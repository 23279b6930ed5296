use nostr::PublicKey;
use serde::{Deserialize, Serialize};
use std::collections::HashMap;
use std::fmt;

pub const MAX_SKIP: usize = 1000;
/// Sender keys of fully ratcheted-away chains remembered for replay detection
pub const MAX_RETIRED_CHAINS: usize = 16;
pub const DEFAULT_DEVICE_ID: u32 = 1;
pub const SIGNED_PREKEY_KIND: u16 = 30443;

/// A single device of a single user; sessions are keyed by it.
#[derive(Debug, Clone, PartialEq, Eq, Hash, PartialOrd, Ord, Serialize, Deserialize)]
pub struct ProtocolAddress {
    pub user_id: String,
    pub device_id: u32,
}

impl ProtocolAddress {
    pub fn new(user_id: impl Into<String>, device_id: u32) -> Self {
        Self {
            user_id: user_id.into(),
            device_id,
        }
    }
}

impl fmt::Display for ProtocolAddress {
    fn fmt(&self, f: &mut fmt::Formatter<'_>) -> fmt::Result {
        write!(f, "{}.{}", self.user_id, self.device_id)
    }
}

/// Wire tag distinguishing a plain ratchet message from one that also
/// carries the key-agreement header.
#[derive(Debug, Clone, Copy, PartialEq, Eq, Serialize, Deserialize)]
#[serde(into = "u8", try_from = "u8")]
pub enum MessageType {
    Normal,
    PreKey,
}

impl From<MessageType> for u8 {
    fn from(value: MessageType) -> Self {
        match value {
            MessageType::Normal => 1,
            MessageType::PreKey => 3,
        }
    }
}

impl TryFrom<u8> for MessageType {
    type Error = String;

    fn try_from(value: u8) -> Result<Self, Self::Error> {
        match value {
            1 => Ok(MessageType::Normal),
            3 => Ok(MessageType::PreKey),
            other => Err(format!("unknown message type {}", other)),
        }
    }
}

/// 32 bytes of key material, hex encoded when persisted.
#[derive(Clone, Copy, PartialEq, Eq, Serialize, Deserialize)]
pub struct KeyBytes(#[serde(with = "hex::serde")] pub [u8; 32]);

impl fmt::Debug for KeyBytes {
    fn fmt(&self, f: &mut fmt::Formatter<'_>) -> fmt::Result {
        f.write_str("KeyBytes(..)")
    }
}

#[derive(Debug, Clone, Serialize, Deserialize)]
#[serde(rename_all = "camelCase")]
pub struct Header {
    pub number: u32,
    pub previous_chain_length: u32,
    pub next_public_key: String,
}

#[derive(Debug, Clone, Serialize, Deserialize)]
pub struct SerializableKeyPair {
    #[serde(with = "serde_pubkey")]
    pub public_key: PublicKey,
    pub private_key: KeyBytes,
}

impl SerializableKeyPair {
    pub fn generate() -> Self {
        let keys = nostr::Keys::generate();
        Self {
            public_key: keys.public_key(),
            private_key: KeyBytes(keys.secret_key().to_secret_bytes()),
        }
    }

    pub fn secret_key(&self) -> crate::Result<nostr::SecretKey> {
        Ok(nostr::SecretKey::from_slice(&self.private_key.0)?)
    }

    pub fn public_hex(&self) -> String {
        hex::encode(self.public_key.to_bytes())
    }
}

#[derive(Debug, Clone, Serialize, Deserialize)]
pub struct SessionState {
    pub root_key: KeyBytes,

    #[serde(with = "serde_option_pubkey", default)]
    pub their_current_ratchet_key: Option<PublicKey>,
    #[serde(with = "serde_option_pubkey", default)]
    pub their_next_ratchet_key: Option<PublicKey>,

    pub our_current_ratchet_key: Option<SerializableKeyPair>,
    pub our_next_ratchet_key: SerializableKeyPair,

    pub receiving_chain_key: Option<KeyBytes>,
    pub sending_chain_key: Option<KeyBytes>,

    pub sending_chain_message_number: u32,
    pub receiving_chain_message_number: u32,
    pub previous_sending_chain_message_count: u32,

    /// Keyed by the hex ratchet key of the sending chain
    #[serde(default)]
    pub skipped_keys: HashMap<String, SkippedKeysEntry>,

    #[serde(default)]
    pub retired_sender_keys: Vec<String>,
}

#[derive(Debug, Clone, Default, Serialize, Deserialize)]
pub struct SkippedKeysEntry {
    /// Our secret keys the chain's headers may be sealed to
    pub header_keys: Vec<KeyBytes>,
    pub message_keys: HashMap<u32, KeyBytes>,
}

#[derive(Debug, Clone, Copy, PartialEq, Eq, Serialize, Deserialize)]
#[serde(rename_all = "lowercase")]
pub enum Author {
    Me,
    Them,
}

#[derive(Debug, Clone, Copy, PartialEq, Eq, Serialize, Deserialize)]
#[serde(rename_all = "lowercase")]
pub enum MessageStatus {
    Pending,
    Sending,
    Sent,
    Failed,
    Received,
}

#[derive(Debug, Clone, PartialEq, Eq, Serialize, Deserialize)]
pub struct Message {
    /// Client generated, unique within a conversation
    pub id: String,
    pub conversation_id: String,
    pub text: String,
    pub sender: Author,
    pub status: MessageStatus,
    pub is_read: bool,
    /// Milliseconds since the UNIX epoch
    pub timestamp: u64,
    #[serde(default)]
    pub server_id: Option<i64>,
}

impl Message {
    pub fn outgoing(conversation_id: impl Into<String>, text: impl Into<String>) -> Self {
        Self {
            id: uuid::Uuid::new_v4().to_string(),
            conversation_id: conversation_id.into(),
            text: text.into(),
            sender: Author::Me,
            status: MessageStatus::Pending,
            is_read: true,
            timestamp: crate::utils::message_timestamp(),
            server_id: None,
        }
    }
}

mod serde_pubkey {
    use nostr::PublicKey;
    use serde::{Deserialize, Deserializer, Serializer};

    pub fn serialize<S>(pk: &PublicKey, serializer: S) -> Result<S::Ok, S::Error>
    where
        S: Serializer,
    {
        serializer.serialize_str(&hex::encode(pk.to_bytes()))
    }

    pub fn deserialize<'de, D>(deserializer: D) -> Result<PublicKey, D::Error>
    where
        D: Deserializer<'de>,
    {
        let s = String::deserialize(deserializer)?;
        crate::utils::pubkey_from_hex(&s).map_err(serde::de::Error::custom)
    }
}

mod serde_option_pubkey {
    use nostr::PublicKey;
    use serde::{Deserialize, Deserializer, Serializer};

    pub fn serialize<S>(pk: &Option<PublicKey>, serializer: S) -> Result<S::Ok, S::Error>
    where
        S: Serializer,
    {
        match pk {
            Some(p) => serializer.serialize_str(&hex::encode(p.to_bytes())),
            None => serializer.serialize_none(),
        }
    }

    pub fn deserialize<'de, D>(deserializer: D) -> Result<Option<PublicKey>, D::Error>
    where
        D: Deserializer<'de>,
    {
        Option::<String>::deserialize(deserializer)?
            .map(|s| crate::utils::pubkey_from_hex(&s).map_err(serde::de::Error::custom))
            .transpose()
    }
}

#[cfg(test)]
mod tests {
    use super::*;

    #[test]
    fn message_type_uses_numeric_wire_values() {
        assert_eq!(u8::from(MessageType::Normal), 1);
        assert_eq!(u8::from(MessageType::PreKey), 3);
        assert_eq!(MessageType::try_from(3).unwrap(), MessageType::PreKey);
        assert!(MessageType::try_from(2).is_err());
        assert_eq!(serde_json::to_string(&MessageType::PreKey).unwrap(), "3");
    }

    #[test]
    fn address_displays_user_and_device() {
        let address = ProtocolAddress::new("alice", 2);
        assert_eq!(address.to_string(), "alice.2");
    }

    #[test]
    fn outgoing_message_starts_pending_and_read() {
        let message = Message::outgoing("c1", "hi");
        assert_eq!(message.status, MessageStatus::Pending);
        assert_eq!(message.sender, Author::Me);
        assert!(message.is_read);
        assert!(message.server_id.is_none());
    }
}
---
The problem
Output the listing verbatim through the "impl fmt::Debug for" line.

Answer section
repository 23279b6930ed5296
use nostr::PublicKey;
use serde::{Deserialize, Serialize};
use std::collections::HashMap;
use std::fmt;

pub const MAX_SKIP: usize = 1000;
/// Sender keys of fully ratcheted-away chains remembered for replay detection
pub const MAX_RETIRED_CHAINS: usize = 16;
pub const DEFAULT_DEVICE_ID: u32 = 1;
pub const SIGNED_PREKEY_KIND: u16 = 30443;

/// A single device of a single user; sessions are keyed by it.
#[derive(Debug, Clone, PartialEq, Eq, Hash, PartialOrd, Ord, Serialize, Deserialize)]
pub struct ProtocolAddress {
    pub user_id: String,
    pub device_id: u32,
}

impl ProtocolAddress {
    pub fn new(user_id: impl Into<String>, device_id: u32) -> Self {
        Self {
            user_id: user_id.into(),
            device_id,
        }
    }
}

impl fmt::Display for ProtocolAddress {
    fn fmt(&self, f: &mut fmt::Formatter<'_>) -> fmt::Result {
        write!(f, "{}.{}", self.user_id, self.device_id)
    }
}

/// Wire tag distinguishing a plain ratchet message from one that also
/// carries the key-agreement header.
#[derive(Debug, Clone, Copy, PartialEq, Eq, Serialize, Deserialize)]
#[serde(into = "u8", try_from = "u8")]
pub enum MessageType {
    Normal,
    PreKey,
}

impl From<MessageType> for u8 {
    fn from(value: MessageType) -> Self {
        match value {
            MessageType::Normal => 1,
            MessageType::PreKey => 3,
        }
    }
}

impl TryFrom<u8> for MessageType {
    type Error = String;

    fn try_from(value: u8) -> Result<Self, Self::Error> {
        match value {
            1 => Ok(MessageType::Normal),
            3 => Ok(MessageType::PreKey),
            other => Err(format!("unknown message type {}", other)),
        }
    }
}

/// 32 bytes of key material, hex encoded when persisted.
#[derive(Clone, Copy, PartialEq, Eq, Serialize, Deserialize)]
pub struct KeyBytes(#[serde(with = "hex::serde")] pub [u8; 32]);

impl fmt::Debug for KeyBytes {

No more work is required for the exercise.